*What is expected:* Reproduce the entries below exactly, but only from the line containing "aliases the same" to the line containing "let Some(list) = subject.list_payload()", inclusive.

** Input follows **

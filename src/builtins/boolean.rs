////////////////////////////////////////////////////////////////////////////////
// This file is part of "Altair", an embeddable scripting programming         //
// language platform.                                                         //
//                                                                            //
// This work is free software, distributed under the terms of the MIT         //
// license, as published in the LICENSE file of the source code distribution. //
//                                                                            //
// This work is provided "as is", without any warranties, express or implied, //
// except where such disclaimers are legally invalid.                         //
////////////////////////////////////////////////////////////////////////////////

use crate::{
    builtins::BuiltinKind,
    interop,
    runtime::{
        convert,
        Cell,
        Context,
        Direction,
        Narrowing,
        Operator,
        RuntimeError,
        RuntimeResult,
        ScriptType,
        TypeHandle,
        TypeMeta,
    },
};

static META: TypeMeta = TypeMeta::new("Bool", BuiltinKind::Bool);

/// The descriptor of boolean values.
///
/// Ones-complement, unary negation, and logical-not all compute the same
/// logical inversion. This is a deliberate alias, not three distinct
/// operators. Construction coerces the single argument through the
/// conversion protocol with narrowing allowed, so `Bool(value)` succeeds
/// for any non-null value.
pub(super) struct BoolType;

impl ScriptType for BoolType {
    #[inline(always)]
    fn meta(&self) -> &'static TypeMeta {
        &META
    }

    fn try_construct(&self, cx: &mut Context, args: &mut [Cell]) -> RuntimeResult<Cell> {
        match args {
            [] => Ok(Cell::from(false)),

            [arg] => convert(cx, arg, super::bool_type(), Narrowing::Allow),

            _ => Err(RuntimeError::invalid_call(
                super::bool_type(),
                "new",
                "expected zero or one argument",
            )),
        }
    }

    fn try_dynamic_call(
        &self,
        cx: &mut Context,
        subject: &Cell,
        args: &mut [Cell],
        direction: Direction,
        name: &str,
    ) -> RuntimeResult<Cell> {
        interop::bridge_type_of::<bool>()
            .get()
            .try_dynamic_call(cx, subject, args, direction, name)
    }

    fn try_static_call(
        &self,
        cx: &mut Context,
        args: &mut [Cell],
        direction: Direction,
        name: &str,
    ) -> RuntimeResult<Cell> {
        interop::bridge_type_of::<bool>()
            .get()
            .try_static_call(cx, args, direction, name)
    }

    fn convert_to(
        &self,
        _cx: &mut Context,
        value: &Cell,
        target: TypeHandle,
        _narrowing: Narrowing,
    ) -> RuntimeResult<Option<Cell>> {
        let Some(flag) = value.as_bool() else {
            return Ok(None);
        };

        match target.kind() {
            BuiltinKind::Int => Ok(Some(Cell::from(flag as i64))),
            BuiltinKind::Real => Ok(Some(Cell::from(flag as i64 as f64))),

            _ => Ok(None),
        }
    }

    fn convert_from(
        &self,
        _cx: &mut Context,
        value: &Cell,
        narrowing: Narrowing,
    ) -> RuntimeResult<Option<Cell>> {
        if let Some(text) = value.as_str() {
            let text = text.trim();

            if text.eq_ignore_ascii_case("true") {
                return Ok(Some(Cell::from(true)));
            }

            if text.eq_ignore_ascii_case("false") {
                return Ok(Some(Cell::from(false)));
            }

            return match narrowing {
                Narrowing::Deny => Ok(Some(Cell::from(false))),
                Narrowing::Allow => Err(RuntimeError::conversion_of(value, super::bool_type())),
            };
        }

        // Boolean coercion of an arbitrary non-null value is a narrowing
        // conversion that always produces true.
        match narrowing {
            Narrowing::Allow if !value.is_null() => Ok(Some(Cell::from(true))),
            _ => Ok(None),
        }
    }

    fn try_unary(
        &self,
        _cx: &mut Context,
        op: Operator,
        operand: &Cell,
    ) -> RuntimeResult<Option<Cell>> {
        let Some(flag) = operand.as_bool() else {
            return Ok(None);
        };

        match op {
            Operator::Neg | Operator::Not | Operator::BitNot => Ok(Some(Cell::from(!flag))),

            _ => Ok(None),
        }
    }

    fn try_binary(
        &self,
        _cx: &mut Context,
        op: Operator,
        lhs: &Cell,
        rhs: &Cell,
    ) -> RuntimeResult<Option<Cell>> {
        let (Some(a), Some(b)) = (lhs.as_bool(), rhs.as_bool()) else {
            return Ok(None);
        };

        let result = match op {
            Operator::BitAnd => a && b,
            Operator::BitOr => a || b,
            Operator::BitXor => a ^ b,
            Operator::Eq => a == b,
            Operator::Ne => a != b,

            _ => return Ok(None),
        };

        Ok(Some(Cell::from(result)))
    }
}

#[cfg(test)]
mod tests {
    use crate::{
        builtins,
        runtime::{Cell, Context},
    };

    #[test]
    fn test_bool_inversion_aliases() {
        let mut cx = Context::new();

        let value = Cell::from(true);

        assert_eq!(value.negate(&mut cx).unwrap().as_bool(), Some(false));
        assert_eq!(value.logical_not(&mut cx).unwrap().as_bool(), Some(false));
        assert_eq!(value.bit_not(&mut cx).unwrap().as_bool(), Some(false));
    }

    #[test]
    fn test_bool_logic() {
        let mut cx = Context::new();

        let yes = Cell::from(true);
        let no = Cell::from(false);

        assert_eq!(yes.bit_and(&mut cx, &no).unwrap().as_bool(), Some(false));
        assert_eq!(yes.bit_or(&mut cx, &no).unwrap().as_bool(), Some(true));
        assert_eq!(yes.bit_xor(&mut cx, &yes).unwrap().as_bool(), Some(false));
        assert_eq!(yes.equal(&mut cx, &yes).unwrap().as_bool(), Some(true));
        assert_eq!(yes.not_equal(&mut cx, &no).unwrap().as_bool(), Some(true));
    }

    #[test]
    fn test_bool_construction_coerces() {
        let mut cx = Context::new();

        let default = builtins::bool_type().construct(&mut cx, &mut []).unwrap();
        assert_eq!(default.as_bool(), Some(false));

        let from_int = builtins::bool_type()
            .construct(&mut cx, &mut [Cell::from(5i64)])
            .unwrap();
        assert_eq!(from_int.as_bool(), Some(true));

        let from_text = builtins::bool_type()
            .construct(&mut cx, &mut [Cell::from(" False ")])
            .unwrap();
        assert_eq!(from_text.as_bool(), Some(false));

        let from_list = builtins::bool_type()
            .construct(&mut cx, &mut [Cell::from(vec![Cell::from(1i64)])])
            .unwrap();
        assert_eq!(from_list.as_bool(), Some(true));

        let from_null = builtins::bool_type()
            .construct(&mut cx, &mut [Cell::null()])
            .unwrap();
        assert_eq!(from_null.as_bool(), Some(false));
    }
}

** End of Input **
** Input follows **

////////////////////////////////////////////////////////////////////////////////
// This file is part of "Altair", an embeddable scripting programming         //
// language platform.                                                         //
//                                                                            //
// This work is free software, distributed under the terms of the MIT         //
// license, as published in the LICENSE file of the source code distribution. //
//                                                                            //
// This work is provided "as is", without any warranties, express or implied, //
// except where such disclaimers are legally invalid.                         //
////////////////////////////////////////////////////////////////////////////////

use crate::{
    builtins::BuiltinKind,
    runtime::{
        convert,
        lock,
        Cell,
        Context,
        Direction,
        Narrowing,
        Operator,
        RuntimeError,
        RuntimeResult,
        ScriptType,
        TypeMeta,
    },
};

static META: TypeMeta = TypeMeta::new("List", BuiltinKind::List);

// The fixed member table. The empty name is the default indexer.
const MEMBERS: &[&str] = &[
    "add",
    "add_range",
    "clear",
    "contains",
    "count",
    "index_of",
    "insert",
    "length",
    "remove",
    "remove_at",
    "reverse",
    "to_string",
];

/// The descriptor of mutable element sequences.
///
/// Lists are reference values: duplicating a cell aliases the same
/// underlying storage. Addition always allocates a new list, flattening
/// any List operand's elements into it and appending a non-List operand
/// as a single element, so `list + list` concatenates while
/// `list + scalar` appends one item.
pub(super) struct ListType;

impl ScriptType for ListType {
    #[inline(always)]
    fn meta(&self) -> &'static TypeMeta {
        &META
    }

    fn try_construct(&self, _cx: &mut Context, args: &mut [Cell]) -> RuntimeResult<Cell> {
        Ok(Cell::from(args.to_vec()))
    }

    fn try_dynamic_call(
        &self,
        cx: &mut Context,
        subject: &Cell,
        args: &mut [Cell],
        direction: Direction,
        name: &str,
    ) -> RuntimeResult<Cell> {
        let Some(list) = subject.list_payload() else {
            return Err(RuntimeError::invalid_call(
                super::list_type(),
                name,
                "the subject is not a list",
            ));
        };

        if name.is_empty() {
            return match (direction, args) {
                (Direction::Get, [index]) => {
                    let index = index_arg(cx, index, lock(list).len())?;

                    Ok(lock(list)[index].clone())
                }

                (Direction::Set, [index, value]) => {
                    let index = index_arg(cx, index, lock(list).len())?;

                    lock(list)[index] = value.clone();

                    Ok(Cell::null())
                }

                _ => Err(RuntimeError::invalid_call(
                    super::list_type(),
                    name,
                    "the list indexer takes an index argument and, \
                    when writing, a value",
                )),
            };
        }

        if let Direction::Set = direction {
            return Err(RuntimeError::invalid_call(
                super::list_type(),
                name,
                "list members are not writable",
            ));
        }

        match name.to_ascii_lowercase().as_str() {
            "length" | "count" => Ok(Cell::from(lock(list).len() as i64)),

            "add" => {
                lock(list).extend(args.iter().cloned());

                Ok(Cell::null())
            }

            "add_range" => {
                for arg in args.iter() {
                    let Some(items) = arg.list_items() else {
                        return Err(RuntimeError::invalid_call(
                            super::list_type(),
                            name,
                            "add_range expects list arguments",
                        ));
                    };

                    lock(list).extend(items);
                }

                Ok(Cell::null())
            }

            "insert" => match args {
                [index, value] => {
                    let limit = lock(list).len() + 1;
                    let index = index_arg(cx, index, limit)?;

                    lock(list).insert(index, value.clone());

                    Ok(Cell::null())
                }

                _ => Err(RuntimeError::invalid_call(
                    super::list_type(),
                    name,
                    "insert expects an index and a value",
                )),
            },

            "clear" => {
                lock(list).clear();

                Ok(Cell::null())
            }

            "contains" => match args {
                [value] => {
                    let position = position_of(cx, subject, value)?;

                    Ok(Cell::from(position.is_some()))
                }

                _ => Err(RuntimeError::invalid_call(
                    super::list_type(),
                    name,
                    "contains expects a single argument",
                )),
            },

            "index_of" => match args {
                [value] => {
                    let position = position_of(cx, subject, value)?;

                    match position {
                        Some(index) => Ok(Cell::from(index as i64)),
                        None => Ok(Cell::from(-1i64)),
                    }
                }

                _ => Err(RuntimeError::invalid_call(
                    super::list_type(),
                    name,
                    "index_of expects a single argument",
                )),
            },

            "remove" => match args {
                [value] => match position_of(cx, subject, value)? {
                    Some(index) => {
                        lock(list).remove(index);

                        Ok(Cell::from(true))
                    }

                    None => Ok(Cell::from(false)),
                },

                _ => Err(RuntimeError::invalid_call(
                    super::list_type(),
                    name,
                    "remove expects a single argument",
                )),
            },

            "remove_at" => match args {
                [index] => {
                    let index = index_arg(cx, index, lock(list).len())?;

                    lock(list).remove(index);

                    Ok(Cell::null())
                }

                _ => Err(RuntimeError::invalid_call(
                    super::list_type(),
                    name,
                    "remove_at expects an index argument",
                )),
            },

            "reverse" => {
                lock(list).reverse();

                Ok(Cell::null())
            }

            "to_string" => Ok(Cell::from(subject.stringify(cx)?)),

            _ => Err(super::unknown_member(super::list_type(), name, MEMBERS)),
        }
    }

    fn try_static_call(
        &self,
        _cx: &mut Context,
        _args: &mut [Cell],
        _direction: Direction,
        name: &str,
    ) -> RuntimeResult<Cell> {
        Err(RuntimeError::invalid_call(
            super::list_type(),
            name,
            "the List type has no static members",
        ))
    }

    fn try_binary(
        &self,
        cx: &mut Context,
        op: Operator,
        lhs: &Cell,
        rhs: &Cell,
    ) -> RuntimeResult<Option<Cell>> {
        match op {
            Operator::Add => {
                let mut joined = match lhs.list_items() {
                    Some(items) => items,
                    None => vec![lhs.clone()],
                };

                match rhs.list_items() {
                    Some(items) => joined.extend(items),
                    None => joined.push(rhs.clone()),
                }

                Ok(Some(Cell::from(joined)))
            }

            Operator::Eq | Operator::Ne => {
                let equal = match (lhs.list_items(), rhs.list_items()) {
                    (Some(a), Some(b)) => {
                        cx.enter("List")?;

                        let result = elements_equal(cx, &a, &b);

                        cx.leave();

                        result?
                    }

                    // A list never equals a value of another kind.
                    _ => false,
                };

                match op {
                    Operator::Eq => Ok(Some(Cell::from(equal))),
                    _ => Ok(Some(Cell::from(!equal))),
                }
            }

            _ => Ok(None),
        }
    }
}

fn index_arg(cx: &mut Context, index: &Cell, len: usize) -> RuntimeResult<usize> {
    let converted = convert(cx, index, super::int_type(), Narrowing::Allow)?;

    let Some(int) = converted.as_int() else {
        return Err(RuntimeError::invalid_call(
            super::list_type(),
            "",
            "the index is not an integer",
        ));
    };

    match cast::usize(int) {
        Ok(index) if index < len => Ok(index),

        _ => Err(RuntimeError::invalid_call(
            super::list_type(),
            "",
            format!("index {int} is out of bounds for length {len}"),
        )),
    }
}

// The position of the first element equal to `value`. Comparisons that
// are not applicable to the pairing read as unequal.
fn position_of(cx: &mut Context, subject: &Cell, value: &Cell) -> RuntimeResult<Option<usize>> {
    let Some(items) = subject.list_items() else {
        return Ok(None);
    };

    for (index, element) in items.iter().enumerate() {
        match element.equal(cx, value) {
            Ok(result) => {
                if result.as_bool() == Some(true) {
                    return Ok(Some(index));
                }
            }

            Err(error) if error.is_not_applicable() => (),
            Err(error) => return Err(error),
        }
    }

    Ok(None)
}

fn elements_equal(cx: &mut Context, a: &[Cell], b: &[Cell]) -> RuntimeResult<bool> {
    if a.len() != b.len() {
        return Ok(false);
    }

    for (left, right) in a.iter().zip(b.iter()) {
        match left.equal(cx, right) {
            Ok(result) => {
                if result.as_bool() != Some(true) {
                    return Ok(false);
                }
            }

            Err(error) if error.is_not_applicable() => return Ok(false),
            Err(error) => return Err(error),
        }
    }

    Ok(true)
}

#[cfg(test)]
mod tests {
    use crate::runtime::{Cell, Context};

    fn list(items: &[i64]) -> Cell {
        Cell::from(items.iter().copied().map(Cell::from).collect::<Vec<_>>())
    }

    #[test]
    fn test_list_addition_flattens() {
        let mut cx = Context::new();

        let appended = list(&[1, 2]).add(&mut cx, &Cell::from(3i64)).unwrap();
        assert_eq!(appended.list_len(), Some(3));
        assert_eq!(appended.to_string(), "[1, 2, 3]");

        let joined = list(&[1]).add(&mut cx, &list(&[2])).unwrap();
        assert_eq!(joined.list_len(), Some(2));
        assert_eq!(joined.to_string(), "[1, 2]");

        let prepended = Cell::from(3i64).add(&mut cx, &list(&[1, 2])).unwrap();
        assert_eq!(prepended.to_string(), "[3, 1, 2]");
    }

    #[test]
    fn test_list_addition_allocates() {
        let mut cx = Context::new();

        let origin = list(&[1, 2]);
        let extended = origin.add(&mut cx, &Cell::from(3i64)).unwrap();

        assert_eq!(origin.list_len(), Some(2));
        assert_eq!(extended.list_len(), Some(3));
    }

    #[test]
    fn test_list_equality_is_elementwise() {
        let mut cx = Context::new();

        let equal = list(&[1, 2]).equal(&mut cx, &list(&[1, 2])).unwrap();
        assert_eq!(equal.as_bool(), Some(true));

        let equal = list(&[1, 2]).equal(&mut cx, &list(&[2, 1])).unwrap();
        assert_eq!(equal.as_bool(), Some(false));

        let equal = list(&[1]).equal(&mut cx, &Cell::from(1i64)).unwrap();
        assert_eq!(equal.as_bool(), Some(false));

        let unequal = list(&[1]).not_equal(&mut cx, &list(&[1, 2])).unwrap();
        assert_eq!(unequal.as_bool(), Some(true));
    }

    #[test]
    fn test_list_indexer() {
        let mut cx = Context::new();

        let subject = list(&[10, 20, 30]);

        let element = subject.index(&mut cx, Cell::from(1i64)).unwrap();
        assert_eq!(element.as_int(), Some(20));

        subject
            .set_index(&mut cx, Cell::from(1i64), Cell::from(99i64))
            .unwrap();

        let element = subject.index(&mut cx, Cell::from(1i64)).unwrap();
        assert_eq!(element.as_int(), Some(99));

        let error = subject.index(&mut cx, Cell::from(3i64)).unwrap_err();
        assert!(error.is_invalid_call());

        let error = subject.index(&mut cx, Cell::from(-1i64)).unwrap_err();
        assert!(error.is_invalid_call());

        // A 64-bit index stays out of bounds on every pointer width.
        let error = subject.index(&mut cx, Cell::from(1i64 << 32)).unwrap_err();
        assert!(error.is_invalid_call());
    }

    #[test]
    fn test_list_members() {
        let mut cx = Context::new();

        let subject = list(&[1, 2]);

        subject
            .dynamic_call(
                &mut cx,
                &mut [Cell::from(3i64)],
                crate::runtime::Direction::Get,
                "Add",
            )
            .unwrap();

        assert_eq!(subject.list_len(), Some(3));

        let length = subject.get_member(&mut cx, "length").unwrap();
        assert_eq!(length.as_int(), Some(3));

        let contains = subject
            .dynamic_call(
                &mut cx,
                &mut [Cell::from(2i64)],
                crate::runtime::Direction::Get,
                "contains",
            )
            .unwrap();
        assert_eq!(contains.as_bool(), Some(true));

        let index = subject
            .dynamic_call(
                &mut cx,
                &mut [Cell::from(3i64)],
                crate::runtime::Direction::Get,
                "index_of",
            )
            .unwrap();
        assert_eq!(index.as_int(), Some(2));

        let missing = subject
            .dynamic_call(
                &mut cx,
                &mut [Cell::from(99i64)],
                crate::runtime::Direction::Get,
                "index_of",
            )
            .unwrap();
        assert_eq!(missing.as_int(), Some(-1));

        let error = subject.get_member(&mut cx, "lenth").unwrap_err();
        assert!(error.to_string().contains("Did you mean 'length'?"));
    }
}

** End of Input **

*Response to this exercise:*
/// Lists are reference values: duplicating a cell aliases the same
/// underlying storage. Addition always allocates a new list, flattening
/// any List operand's elements into it and appending a non-List operand
/// as a single element, so `list + list` concatenates while
/// `list + scalar` appends one item.
pub(super) struct ListType;

impl ScriptType for ListType {
    #[inline(always)]
    fn meta(&self) -> &'static TypeMeta {
        &META
    }

    fn try_construct(&self, _cx: &mut Context, args: &mut [Cell]) -> RuntimeResult<Cell> {
        Ok(Cell::from(args.to_vec()))
    }

    fn try_dynamic_call(
        &self,
        cx: &mut Context,
        subject: &Cell,
        args: &mut [Cell],
        direction: Direction,
        name: &str,
    ) -> RuntimeResult<Cell> {
        let Some(list) = subject.list_payload() else {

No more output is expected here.